Humans love animals more than ever before. We protect them, mourn their deaths, and accept them into our families. Is interspecies love laying the groundwork for a more ethical relationship to the earth we all share?
What does it mean to love the earth, this rich network of relationality that sustains earthlings, as our shared home? In Darwinian terms, love is the social instinct that drives all sentient beings towards tenderness, compassion and cooperation. Darwin imagines the evolution of tenderness and “sympathy,” which become “virtues” that are passed on, initially by a few, until they spread and eventually become “incorporated” into life as we know it. Sympathy not only gives rise to compassion and cooperation, but also to empathy and play. In other words, social bonds are formed through various manifestations of love as the dynamic force of life.
Zoologists and primatologists have confirmed that play is important in establishing empathy and social bonding in many animal species, including humans. For example, recently, psychologist Alison Gopnik proposed that “humans’ extended period of imaginative play, along with the traits it develops, has helped select for the big brain and rich neural networks that characterize Homo sapiens.” And neuroscientist Paul MacLean argues that play is essential in the evolution of empathy in the human species. Moreover, he links play to the formation of a sense of social responsibility. There is increasing evidence that empathy and a sense of ethical responsibility for others within and across species is not only present in the so-called animal kingdom, but also is continuing to evolve in the human species.

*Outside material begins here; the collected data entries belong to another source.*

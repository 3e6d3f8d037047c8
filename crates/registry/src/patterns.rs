//! Pattern display-name table.

use tapestry_primitives::PatternType;

/// Label used for patterns without a catalog entry.
pub const UNKNOWN_PATTERN: &str = "Unknown Pattern";

/// One catalog entry.
#[derive(Debug, Clone, Copy, PartialEq, Eq)]
pub struct PatternName {
	/// The pattern this entry names.
	pub pattern: PatternType,
	/// Heraldic display name.
	pub name: &'static str,
}

const fn entry(pattern: PatternType, name: &'static str) -> PatternName {
	PatternName { pattern, name }
}

static PATTERN_NAMES: &[PatternName] = &[
	entry(PatternType::Base, "Base"),
	entry(PatternType::StripeDownright, "Bend"),
	entry(PatternType::StripeDownleft, "Bend Sinister"),
	entry(PatternType::GradientUp, "Base Gradient"),
	entry(PatternType::SquareBottomLeft, "Base Dexter Canton"),
	entry(PatternType::SquareBottomRight, "Base Sinister Canton"),
	entry(PatternType::Border, "Bordure"),
	entry(PatternType::CurlyBorder, "Bordure Indented"),
	entry(PatternType::TrianglesBottom, "Base Indented"),
	entry(PatternType::StripeTop, "Chief"),
	entry(PatternType::StraightCross, "Cross"),
	entry(PatternType::SquareTopLeft, "Chief Dexter Canton"),
	entry(PatternType::SquareTopRight, "Chief Sinister Canton"),
	entry(PatternType::TriangleBottom, "Chevron"),
	entry(PatternType::Creeper, "Creeper Charge"),
	entry(PatternType::Bricks, "Field Masoned"),
	entry(PatternType::Flower, "Flower Charge"),
	entry(PatternType::StripeMiddle, "Fess"),
	entry(PatternType::Gradient, "Gradient"),
	entry(PatternType::Globe, "Globe"),
	entry(PatternType::TriangleTop, "Inverted Chevron"),
	entry(PatternType::StripeLeft, "Pale Dexter"),
	entry(PatternType::StripeRight, "Pale Sinister"),
	entry(PatternType::StripeCenter, "Pale"),
	entry(PatternType::DiagonalLeft, "Per Bend Inverted"),
	entry(PatternType::DiagonalRight, "Per Bend Sinister Inverted"),
	entry(PatternType::HalfVertical, "Per Pale"),
	entry(PatternType::HalfHorizontal, "Per Fess"),
	entry(PatternType::Skull, "Skull Charge"),
	entry(PatternType::Cross, "Saltire"),
	entry(PatternType::Piglin, "Snout"),
	entry(PatternType::Mojang, "Thing"),
	entry(PatternType::TrianglesTop, "Chief Indented"),
	entry(PatternType::DiagonalUpRight, "Per Bend Sinister"),
	entry(PatternType::DiagonalUpLeft, "Per Bend"),
	entry(PatternType::Circle, "Roundel"),
	entry(PatternType::Rhombus, "Lozenge"),
	entry(PatternType::HalfVerticalRight, "Per Pale Inverted"),
	entry(PatternType::HalfHorizontalBottom, "Per Fess Inverted"),
];

/// Returns the display name for `pattern`, or [`UNKNOWN_PATTERN`].
pub fn display_name(pattern: PatternType) -> &'static str {
	PATTERN_NAMES
		.iter()
		.find(|e| e.pattern == pattern)
		.map_or(UNKNOWN_PATTERN, |e| e.name)
}

/// Like [`display_name`], treating `None` as an unspecified pattern.
pub fn display_name_or_unknown(pattern: Option<PatternType>) -> &'static str {
	pattern.map_or(UNKNOWN_PATTERN, display_name)
}

/// Iterates the catalog in declaration order.
pub fn entries() -> impl Iterator<Item = &'static PatternName> {
	PATTERN_NAMES.iter()
}
//! Tapestry replay binary.
//!
//! Runs a scripted loom session against the in-memory host with the
//! interception enabled, then prints the items the script asked for.

mod replay;
mod script;

use std::path::PathBuf;

use anyhow::Context;
use clap::Parser;
use tapestry_loom::LoomConfig;
use tracing::info;

use crate::script::Script;

/// Replay command line arguments.
#[derive(Parser, Debug)]
#[command(name = "tapestry-replay")]
#[command(about = "Replay a scripted loom session with overflow layers intercepted")]
struct Args {
	/// Script to replay
	#[arg(value_name = "SCRIPT")]
	script: PathBuf,

	/// Interception config (TOML)
	#[arg(short, long, value_name = "PATH")]
	config: Option<PathBuf>,

	/// Verbose logging
	#[arg(short, long)]
	verbose: bool,
}

#[tokio::main(flavor = "current_thread")]
async fn main() -> anyhow::Result<()> {
	let args = Args::parse();

	setup_tracing(args.verbose);

	let config = match &args.config {
		Some(path) => LoomConfig::load(path).with_context(|| format!("loading config {}", path.display()))?,
		None => LoomConfig::default(),
	};
	let script = Script::load(&args.script).with_context(|| format!("loading script {}", args.script.display()))?;
	info!(steps = script.steps.len(), script = %args.script.display(), "replaying");

	for line in replay::run(script, config).await? {
		println!("{line}");
	}
	Ok(())
}

fn setup_tracing(verbose: bool) {
	use tracing_subscriber::EnvFilter;

	let filter = EnvFilter::try_from_default_env().unwrap_or_else(|_| {
		if verbose {
			EnvFilter::new("tapestry_loom=trace,tapestry_worker=debug,tapestry_replay=debug,info")
		} else {
			EnvFilter::new("tapestry_loom=info,tapestry_replay=info,warn")
		}
	});

	tracing_subscriber::fmt()
		.with_env_filter(filter)
		.with_writer(std::io::stderr)
		.with_target(true)
		.init();
}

Primatologist Frans de Waal’s pioneering work on the evolution of morality from, and within, our animal ancestors to humans makes evident that animals are empathic and have a sense of responsibility for others, which can be seen as a proto-ethical, if not also an ethical, response. Studies of rats and monkeys indicate that they would rather go without food themselves than witness pain inflicted on others. Sharing and grooming behavior in animals also indicates a sense of gratitude and reciprocity that could be interpreted as proto-ethical behaviors.
Empathy Across Species
It is becoming clear that our moral sense or conscience has evolved from animal sociability, and that any animal that develops a certain level of intellectual ability will develop moral sensibility. Perhaps, we can learn from nature and from animals about empathy and sharing, lessons that can only help us cooperate in our increasingly globalized world. De Waal’s research suggests not only that empathy evolves within species, but also that empathy evolves between or across species. In this case, the biosphere is evolving to be more empathetic. Certainly, humans are becoming more empathic towards other animals.
Increasing concern for animals among human beings, especially in Europe and the United States, signals shifting attitudes towards not only our animal companions, but also other animals with whom we share the planet. In the last few decades, our attitudes towards animals have changed dramatically. Now, in Europe and the U.S., more people live with companion animals than do not; and many consider these animals part of their families. Laws protecting animals and promoting animal rights are changing to reflect these changing attitudes, especially recent laws protecting primates in Spain and elsewhere. If this trend continues, within the next few decades we may live in a radically different world where animals are extended empathy, compassion and rights never before imagined appropriate for their kind. Indeed, with technological advances in the production of proteins for human consumption, we may see the end of factory farming. And with continued recognition of the importance that companion animals play in our lives, and their positive impact on mental, emotional and physical health—that is to say our dependence on them—we may see mixed species households and families as the norm and no longer the stuff of science fiction. Indeed this fundamental change in our relationship to other animals, both particular animal species and animals in general, may be the most significant development of our era.
A Special Bond to the Earth
Interspecies sympathy and love may be evolving for the sake of the biosphere. The biodiversity upon which our biosphere depends may require interspecies cooperation, and interspecies love. Given what human beings have done to destroy ourselves and to destroy the habitats of various species and slaughter others, human attitudes towards our earthly companions need to evolve if we are to learn to share the planet. Our changing attitudes towards other animals signals a new era of interspecies relationships. The dramatic shift amongst many people in developed countries to consider companion animals as family, and to love and mourn them, is evidence of the evolution of sympathy and love.
Can interspecies cohabitation become the ground for ethical responsibility to earth and its inhabitants? To say that we are earthbound creatures is to say that we have a special bond to the earth. We belong to the earth, just as it belongs to us. Rather than ownership, this sense of belonging harkens back to a more archaic sense of the word that conjures love as longing and companionship. It is not just that we share physical space, or proximity, on the surface of the earth, but more significantly, we share a special bond to the earth as our only home, whether home or habitat. This singular bond of all living beings to the earth and to other earthlings directly, and indirectly, obligates us to the sustaining possibility by virtue of which we not only exist and survive, but also live and thrive. Through our relationships with others, human and nonhuman, organic and inorganic, our earthly cohabitation is imbued with meaning. Even if we do not share a world, we do share the earth.
Hannah Arendt said, “Education is the point at which we decide whether we love the world enough to assume responsibility for it.” Echoing this sentiment, we might ask, what would it mean to love the earth enough to assume responsibility for it?